• _Your objective_:
Scan the material below for lines with the word "days" and reply with how many there are, nothing else.

• _Input data_:
==================================================

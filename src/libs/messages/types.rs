/// Every user-facing message of the application.
///
/// Text lives in the `Display` implementation in `display.rs`; call sites
/// only pick a variant and pass its parameters.
#[derive(Debug, Clone)]
pub enum Message {
    // === REPORT MESSAGES ===
    ReportHeader(String, String), // start date, end date
    TotalDuration(String),
    EntriesOutOfRange(usize),
    IntervalOutOfRange(String, String), // start, end
    DateRangeMissing,
    InvalidDate(String),
    ReportFailed(String),

    // === ENTRY SOURCE MESSAGES ===
    FixtureLoaded(String, usize), // path, entry count
    FixtureReadFailed(String),
    FetchingEntries(String, String), // since, until
    TogglPageFetched(u32, usize, usize), // page, collected, total
    TogglEntriesFetched(usize),
    TogglRequestFailed(String),
    TogglNotConfigured,

    // === SHEETS MESSAGES ===
    SheetsNotConfigured,
    SheetsNothingToWrite,
    SheetsWriting(String), // range
    SheetsUpdated(u64, String), // cells, range
    SheetsRequestFailed(String),
    InvalidColumn(String),
    InvalidStartRow,

    // === EXPORT MESSAGES ===
    ExportCompleted(String),

    // === CONFIGURATION MESSAGES ===
    ConfigSaved,
    ConfigDeleted,
    ConfigModuleToggl,
    ConfigModuleSheets,
    ConfigModuleReport,
    ConfigEnvOverride(String),
    ConfigInvalidEnvValue(String, String), // variable, value

    // === PROMPTS ===
    PromptSelectModules,
    PromptTogglToken,
    PromptTogglWorkspace,
    PromptTogglProjects,
    PromptTogglUserAgent,
    PromptTogglApiUrl,
    PromptSheetsSpreadsheetId,
    PromptSheetsTabName,
    PromptSheetsStartRow,
    PromptSheetsStartColumn,
    PromptSheetsAccessToken,
    PromptReportStartDate,
    PromptReportEndDate,
}
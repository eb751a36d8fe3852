//! Typed user-facing messages and the macros that print them.

pub mod display;
pub mod macros;
pub mod types;

pub use types::Message;
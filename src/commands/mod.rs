//! Command-line interface.

pub mod export;
pub mod init;
pub mod report;

use anyhow::Result;
use clap::{Parser, Subcommand};

#[derive(Debug, Subcommand)]
enum Commands {
    #[command(about = "Configuration initialization")]
    Init(init::InitArgs),
    #[command(about = "Print the attendance report and optionally write it to Google Sheets")]
    Report(report::ReportArgs),
    #[command(about = "Export the attendance report to a file")]
    Export(export::ExportArgs),
}

#[derive(Debug, Parser)]
#[command(author, version, about, long_about = None)]
#[command(arg_required_else_help(true))]
pub struct Cli {
    #[command(subcommand)]
    command: Commands,
}

impl Cli {
    pub async fn menu() -> Result<()> {
        let cli = Self::parse();
        match cli.command {
            Commands::Init(args) => init::cmd(args),
            Commands::Report(args) => report::cmd(args).await,
            Commands::Export(args) => export::cmd(args).await,
        }
    }
}
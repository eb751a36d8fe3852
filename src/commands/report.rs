//! Attendance report command.
//!
//! Collects entries (Toggl or a fixture file), builds the report, prints it
//! as a table and, with `--sheet`, writes the rows to Google Sheets.

use crate::{
    api::sheets::Sheets,
    libs::{
        config::Config,
        messages::Message,
        report::{generate_report, Report},
        source,
        view::View,
    },
    msg_error_anyhow, msg_print, msg_warning,
};
use anyhow::Result;
use chrono::NaiveDate;
use clap::Args;
use std::path::PathBuf;

/// Options shared by every command that builds a report.
#[derive(Debug, Args)]
pub struct SourceArgs {
    /// First day of the report (YYYY-MM-DD)
    #[arg(short, long)]
    pub start: Option<NaiveDate>,

    /// Last day of the report, inclusive (YYYY-MM-DD)
    #[arg(short, long)]
    pub end: Option<NaiveDate>,

    /// Read time entries from a JSON file instead of Toggl
    #[arg(short, long)]
    pub input: Option<PathBuf>,
}

#[derive(Debug, Args)]
pub struct ReportArgs {
    #[command(flatten)]
    source: SourceArgs,

    /// Write the report to the configured Google spreadsheet
    #[arg(long)]
    sheet: bool,
}

/// Loads configuration and entries, then builds the report.
pub async fn build(source_args: &SourceArgs) -> Result<(Config, Report)> {
    let config = Config::read()?.apply_env();
    let entries = source::collect(source_args.input.as_deref(), source_args.start, source_args.end, &config).await?;

    let report = generate_report(&entries.entries, entries.range.start, entries.range.end)
        .map_err(|e| msg_error_anyhow!(Message::ReportFailed(e.to_string())))?;
    if report.dropped > 0 {
        msg_warning!(Message::EntriesOutOfRange(report.dropped));
    }

    msg_print!(Message::ReportHeader(entries.range.start.to_string(), entries.range.end.to_string()), true);
    Ok((config, report))
}

pub async fn cmd(args: ReportArgs) -> Result<()> {
    let (config, report) = build(&args.source).await?;
    View::report(&report)?;

    if args.sheet {
        let sheets = config.sheets.as_ref().ok_or_else(|| msg_error_anyhow!(Message::SheetsNotConfigured))?;
        Sheets::new(sheets).write_days(&report.days).await?;
    }

    Ok(())
}
#[cfg(test)]
mod tests {
    use chrono::NaiveDate;
    use std::collections::HashMap;
    use tallysheet::api::sheets::SheetsConfig;
    use tallysheet::api::toggl::{TogglConfig, DEFAULT_API_URL};
    use tallysheet::libs::config::{Config, ReportConfig, CONFIG_FILE_NAME};
    use tallysheet::libs::data_storage::DataStorage;
    use tempfile::TempDir;
    use test_context::{test_context, TestContext};

    /// Points the data directory at a temporary home.
    struct ConfigTestContext {
        _temp_dir: TempDir,
    }

    impl TestContext for ConfigTestContext {
        fn setup() -> Self {
            let temp_dir = tempfile::tempdir().unwrap();
            std::env::set_var("HOME", temp_dir.path());
            std::env::set_var("LOCALAPPDATA", temp_dir.path());
            ConfigTestContext { _temp_dir: temp_dir }
        }
    }

    fn env(vars: &[(&str, &str)]) -> impl Fn(&str) -> Option<String> {
        let vars: HashMap<String, String> = vars.iter().map(|(k, v)| (k.to_string(), v.to_string())).collect();
        move |name| vars.get(name).cloned()
    }

    fn sample_config() -> Config {
        Config {
            toggl: Some(TogglConfig {
                api_token: "token123".to_string(),
                workspace_id: "42".to_string(),
                project_ids: "1,2".to_string(),
                user_agent: "me@example.com".to_string(),
                api_url: DEFAULT_API_URL.to_string(),
            }),
            sheets: Some(SheetsConfig {
                spreadsheet_id: "sheet-id".to_string(),
                tab_name: "Hours".to_string(),
                start_row: 3,
                start_column: "B".to_string(),
                access_token: "ya29.token".to_string(),
            }),
            report: Some(ReportConfig {
                start_date: NaiveDate::from_ymd_opt(2024, 1, 1),
                end_date: NaiveDate::from_ymd_opt(2024, 1, 31),
            }),
        }
    }

    #[test]
    fn test_default_config() {
        let config = Config::default();
        assert!(config.toggl.is_none());
        assert!(config.sheets.is_none());
        assert!(config.report.is_none());
    }

    // Everything touching the config file lives in one test, the home directory is process-wide.
    #[test_context(ConfigTestContext)]
    #[test]
    fn test_config_file_lifecycle(_ctx: &mut ConfigTestContext) {
        let config = Config::read().unwrap();
        assert!(config.toggl.is_none());

        sample_config().save().unwrap();
        let path = DataStorage::new().get_path(CONFIG_FILE_NAME).unwrap();
        assert!(path.exists());

        let loaded = Config::read().unwrap();
        assert_eq!(loaded.toggl, sample_config().toggl);
        assert_eq!(loaded.sheets, sample_config().sheets);
        assert_eq!(loaded.report, sample_config().report);

        Config::delete().unwrap();
        assert!(!path.exists());
        assert!(Config::read().unwrap().sheets.is_none());
        Config::delete().unwrap();
    }

    #[test]
    fn test_unconfigured_modules_are_omitted() {
        let config = Config {
            report: Some(ReportConfig {
                start_date: NaiveDate::from_ymd_opt(2024, 1, 1),
                end_date: None,
            }),
            ..Config::default()
        };

        let json = serde_json::to_string(&config).unwrap();
        assert_eq!(json, r#"{"report":{"start_date":"2024-01-01"}}"#);
    }

    #[test]
    fn test_toggl_api_url_defaults_when_missing() {
        let json = r#"{"toggl":{"api_token":"t","workspace_id":"1","user_agent":"me"}}"#;
        let config: Config = serde_json::from_str(json).unwrap();
        let toggl = config.toggl.unwrap();

        assert_eq!(toggl.api_url, DEFAULT_API_URL);
        assert_eq!(toggl.project_ids, "");
    }

    #[test]
    fn test_env_creates_missing_modules() {
        let config = Config::default().apply_env_from(env(&[
            ("TOGGL_TOKEN", "abc"),
            ("WORKSPACE_ID", "7"),
            ("SPREAD_SHEET_ID", "sheet"),
            ("START_ROW", "5"),
            ("START_COL", "C"),
            ("START_DATE", "2024-02-01"),
            ("END_DATE", "2024-02-29"),
        ]));

        let toggl = config.toggl.unwrap();
        assert_eq!(toggl.api_token, "abc");
        assert_eq!(toggl.workspace_id, "7");
        assert_eq!(toggl.user_agent, TogglConfig::default().user_agent);

        let sheets = config.sheets.unwrap();
        assert_eq!(sheets.spreadsheet_id, "sheet");
        assert_eq!(sheets.start_row, 5);
        assert_eq!(sheets.start_column, "C");
        assert_eq!(sheets.tab_name, "Sheet1");

        let report = config.report.unwrap();
        assert_eq!(report.start_date, NaiveDate::from_ymd_opt(2024, 2, 1));
        assert_eq!(report.end_date, NaiveDate::from_ymd_opt(2024, 2, 29));
    }

    #[test]
    fn test_env_overrides_only_given_fields() {
        let config = sample_config().apply_env_from(env(&[("TOGGL_TOKEN", "new-token"), ("TAB_NAME", "March")]));

        let toggl = config.toggl.unwrap();
        assert_eq!(toggl.api_token, "new-token");
        assert_eq!(toggl.workspace_id, "42");

        let sheets = config.sheets.unwrap();
        assert_eq!(sheets.tab_name, "March");
        assert_eq!(sheets.start_row, 3);
        assert_eq!(config.report, sample_config().report);
    }

    #[test]
    fn test_env_ignores_empty_and_invalid_values() {
        let config = Config::default().apply_env_from(env(&[("TOGGL_TOKEN", "  "), ("START_ROW", "first"), ("END_DATE", "31.01.2024")]));

        assert!(config.toggl.is_none());
        assert_eq!(config.sheets.unwrap().start_row, 1);
        assert!(config.report.is_none());
    }

    #[test]
    fn test_env_without_variables_changes_nothing() {
        let config = Config::default().apply_env_from(|_| None);
        assert!(config.toggl.is_none());
        assert!(config.sheets.is_none());
        assert!(config.report.is_none());
    }
}
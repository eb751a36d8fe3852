//! Display formatting for report values.
//!
//! Every duration and clock time in a report is shown as `HH:MM`. Durations
//! are rendered from whole minutes with hours zero-padded to two digits,
//! clock times come straight from the rounded timestamp.
//!
//! Two rules are specific to attendance reports:
//!
//! - An end time that reads `00:00` is shown as `23:59`. After the midnight
//!   split an end of `00:00` means "until the end of this day", not "until the
//!   start of it".
//! - The report total is shown in whole hours, truncated: 125 minutes is
//!   `"2 hours"`.
//!
//! ## Examples
//!
//! ```rust
//! use tallysheet::libs::formatter::{format_duration, format_total_hours};
//! use chrono::Duration;
//!
//! assert_eq!(format_duration(&(Duration::hours(2) + Duration::minutes(30))), "02:30");
//! assert_eq!(format_total_hours(125), "2 hours");
//! ```

use crate::libs::report::DayRecord;
use chrono::{Duration, NaiveDateTime};
use serde::{Deserialize, Serialize};

const CLOCK_FORMAT: &str = "%H:%M";
const MIDNIGHT: &str = "00:00";
const END_OF_DAY: &str = "23:59";

/// Display strings for one day of a report.
///
/// Clock values and the break are `None` for a day without entries; the
/// break is also `None` when it is zero.
#[derive(Debug, Clone, PartialEq, Eq, Serialize, Deserialize)]
pub struct FormattedDay {
    /// The calendar date as `YYYY-MM-DD`.
    pub date: String,
    pub start_time: Option<String>,
    pub end_time: Option<String>,
    #[serde(rename = "break")]
    pub break_time: Option<String>,
    pub duration: String,
}

/// Formats a chrono::Duration into a standardized "HH:MM" string.
///
/// Seconds are dropped and negative durations are clamped to `00:00`.
///
/// ```rust
/// use tallysheet::libs::formatter::format_duration;
/// use chrono::Duration;
///
/// assert_eq!(format_duration(&Duration::hours(8)), "08:00");
/// assert_eq!(format_duration(&Duration::minutes(90)), "01:30");
/// assert_eq!(format_duration(&Duration::hours(-1)), "00:00");
/// ```
pub fn format_duration(duration: &Duration) -> String {
    let hours = duration.num_hours();
    let mins = duration.num_minutes() % 60;

    format!("{:02}:{:02}", hours.max(0), mins.max(0))
}

/// Formats a number of minutes as `HH:MM`.
pub fn format_minutes(minutes: i64) -> String {
    format_duration(&Duration::minutes(minutes))
}

/// Formats the clock time of a timestamp as `HH:MM`.
pub fn format_clock(timestamp: &NaiveDateTime) -> String {
    timestamp.format(CLOCK_FORMAT).to_string()
}

/// Formats a day's end time, showing a midnight end as `23:59`.
pub fn format_end_clock(timestamp: &NaiveDateTime) -> String {
    match format_clock(timestamp) {
        clock if clock == MIDNIGHT => END_OF_DAY.to_string(),
        clock => clock,
    }
}

/// Formats a report total as whole hours, discarding leftover minutes.
pub fn format_total_hours(minutes: i64) -> String {
    format!("{} hours", minutes.div_euclid(60))
}

impl From<&DayRecord> for FormattedDay {
    fn from(day: &DayRecord) -> Self {
        Self {
            date: day.date.format("%Y-%m-%d").to_string(),
            start_time: day.start_time.as_ref().map(format_clock),
            end_time: day.end_time.as_ref().map(format_end_clock),
            break_time: (day.break_minutes != 0).then(|| format_minutes(day.break_minutes)),
            duration: format_minutes(day.duration),
        }
    }
}
//! Tracked time intervals and their normalization.
//!
//! Raw entries arrive as pairs of ISO-8601 strings. Before they can be
//! aggregated into days they go through two steps:
//!
//! 1. **Midnight split**: an interval whose end falls on a later calendar
//!    date than its start is cut into a part ending at `23:59:59.999` of the
//!    start date and a part starting at `00:00:00.000` of the end date. Only
//!    one cut is made, so an interval covering three or more dates keeps its
//!    first and last day only.
//! 2. **Rounding**: starts are rounded down and ends rounded up to a clean
//!    `:00` / `:30` boundary. The thresholds differ between the two
//!    directions:
//!
//! | minute      | start becomes     | minute      | end becomes       |
//! |-------------|-------------------|-------------|-------------------|
//! | `0..=20`    | `hh:00`           | `0..=10`    | `hh:00`           |
//! | `21..=50`   | `hh:30`           | `11..=40`   | `hh:30`           |
//! | `51..=59`   | `(hh+1):00`       | `41..=59`   | `(hh+1):00`       |
//!
//! Rounded timestamps always carry zero seconds.
//!
//! ## Usage
//!
//! ```rust
//! use tallysheet::libs::interval::{NormalizeIntervals, RawEntry};
//!
//! let entry = RawEntry::new("2024-01-01T22:10:00", "2024-01-02T01:45:00");
//! let intervals = vec![entry.parse(0)?].normalize();
//! assert_eq!(intervals.len(), 2);
//! # Ok::<(), tallysheet::libs::error::ValidationError>(())
//! ```

use crate::libs::error::{InvalidInterval, ValidationError};
use chrono::{DateTime, NaiveDateTime, NaiveTime, TimeDelta, Timelike};
use serde::{Deserialize, Serialize};

/// Naive timestamp layouts accepted besides RFC 3339.
const NAIVE_FORMATS: [&str; 4] = ["%Y-%m-%dT%H:%M:%S%.f", "%Y-%m-%dT%H:%M", "%Y-%m-%d %H:%M:%S%.f", "%Y-%m-%d %H:%M"];

/// A raw `{start, end}` pair as delivered by a time tracker or a fixture file.
#[derive(Debug, Clone, PartialEq, Eq, Serialize, Deserialize)]
pub struct RawEntry {
    pub start: Option<String>,
    pub end: Option<String>,
}

/// A contiguous tracked work period.
#[derive(Debug, Clone, Copy, PartialEq, Eq, Serialize, Deserialize)]
pub struct TimeInterval {
    pub start: NaiveDateTime,
    pub end: NaiveDateTime,
}

/// Parses an ISO-8601 timestamp into its wall-clock time.
///
/// Timestamps with an offset keep the local time of that offset, so
/// `2024-01-01T09:13:00+01:00` becomes `2024-01-01 09:13:00`.
pub fn parse_timestamp(value: &str) -> Option<NaiveDateTime> {
    let value = value.trim();
    if let Ok(datetime) = DateTime::parse_from_rfc3339(value) {
        return Some(datetime.naive_local());
    }
    NAIVE_FORMATS.iter().find_map(|format| NaiveDateTime::parse_from_str(value, format).ok())
}

impl RawEntry {
    pub fn new(start: &str, end: &str) -> Self {
        Self {
            start: Some(start.to_string()),
            end: Some(end.to_string()),
        }
    }

    /// Converts the entry into a [`TimeInterval`].
    ///
    /// `index` is the entry's position in the input list and is reported
    /// back in the [`ValidationError`] when a timestamp is missing,
    /// malformed, or the end precedes the start.
    pub fn parse(&self, index: usize) -> Result<TimeInterval, ValidationError> {
        let fail = |reason| ValidationError {
            index,
            start: self.start.clone(),
            end: self.end.clone(),
            reason,
        };

        let start = self.start.as_deref().ok_or_else(|| fail(InvalidInterval::MissingStart))?;
        let end = self.end.as_deref().ok_or_else(|| fail(InvalidInterval::MissingEnd))?;
        let start = parse_timestamp(start).ok_or_else(|| fail(InvalidInterval::Malformed(start.to_string())))?;
        let end = parse_timestamp(end).ok_or_else(|| fail(InvalidInterval::Malformed(end.to_string())))?;

        if end < start {
            return Err(fail(InvalidInterval::EndBeforeStart));
        }
        Ok(TimeInterval { start, end })
    }
}

impl TimeInterval {
    pub fn new(start: NaiveDateTime, end: NaiveDateTime) -> Self {
        Self { start, end }
    }

    /// Whole minutes between start and end, truncated.
    pub fn minutes(&self) -> i64 {
        (self.end - self.start).num_minutes()
    }

    /// Cuts the interval at the first midnight it crosses.
    pub fn split_at_midnight(self) -> Vec<TimeInterval> {
        if self.start.date() == self.end.date() {
            return vec![self];
        }

        let start_of_end_day = self.end.date().and_time(NaiveTime::MIN);
        let end_of_start_day = self.start.date().and_time(NaiveTime::MIN) + TimeDelta::days(1) - TimeDelta::milliseconds(1);

        vec![
            TimeInterval::new(self.start, end_of_start_day),
            TimeInterval::new(start_of_end_day, self.end),
        ]
    }

    /// Rounds the start down and the end up.
    pub fn rounded(&self) -> TimeInterval {
        TimeInterval::new(round_down(self.start), round_up(self.end))
    }
}

fn start_of_hour(timestamp: NaiveDateTime) -> NaiveDateTime {
    timestamp.date().and_time(NaiveTime::MIN) + TimeDelta::hours(i64::from(timestamp.hour()))
}

/// Rounds an interval start: `> 50` goes to the next hour, `21..=50` to `:30`, otherwise `:00`.
pub fn round_down(timestamp: NaiveDateTime) -> NaiveDateTime {
    let hour = start_of_hour(timestamp);
    match timestamp.minute() {
        m if m > 50 => hour + TimeDelta::hours(1),
        m if m > 20 => hour + TimeDelta::minutes(30),
        _ => hour,
    }
}

/// Rounds an interval end: `> 40` goes to the next hour, `11..=40` to `:30`, otherwise `:00`.
pub fn round_up(timestamp: NaiveDateTime) -> NaiveDateTime {
    let hour = start_of_hour(timestamp);
    match timestamp.minute() {
        m if m > 40 => hour + TimeDelta::hours(1),
        m if m > 10 => hour + TimeDelta::minutes(30),
        _ => hour,
    }
}

/// Normalization steps applied to a whole list of intervals.
pub trait NormalizeIntervals {
    /// Replaces every interval crossing midnight with its two same-day parts.
    fn split_at_midnight(self) -> Self;
    /// Rounds every interval's boundaries.
    fn rounded(self) -> Self;
    /// Splits, then rounds.
    fn normalize(self) -> Self;
}

impl NormalizeIntervals for Vec<TimeInterval> {
    fn split_at_midnight(self) -> Self {
        self.into_iter().flat_map(TimeInterval::split_at_midnight).collect()
    }

    fn rounded(self) -> Self {
        self.iter().map(TimeInterval::rounded).collect()
    }

    fn normalize(self) -> Self {
        NormalizeIntervals::split_at_midnight(self).rounded()
    }
}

==================================================

• _Exercise solution_:
3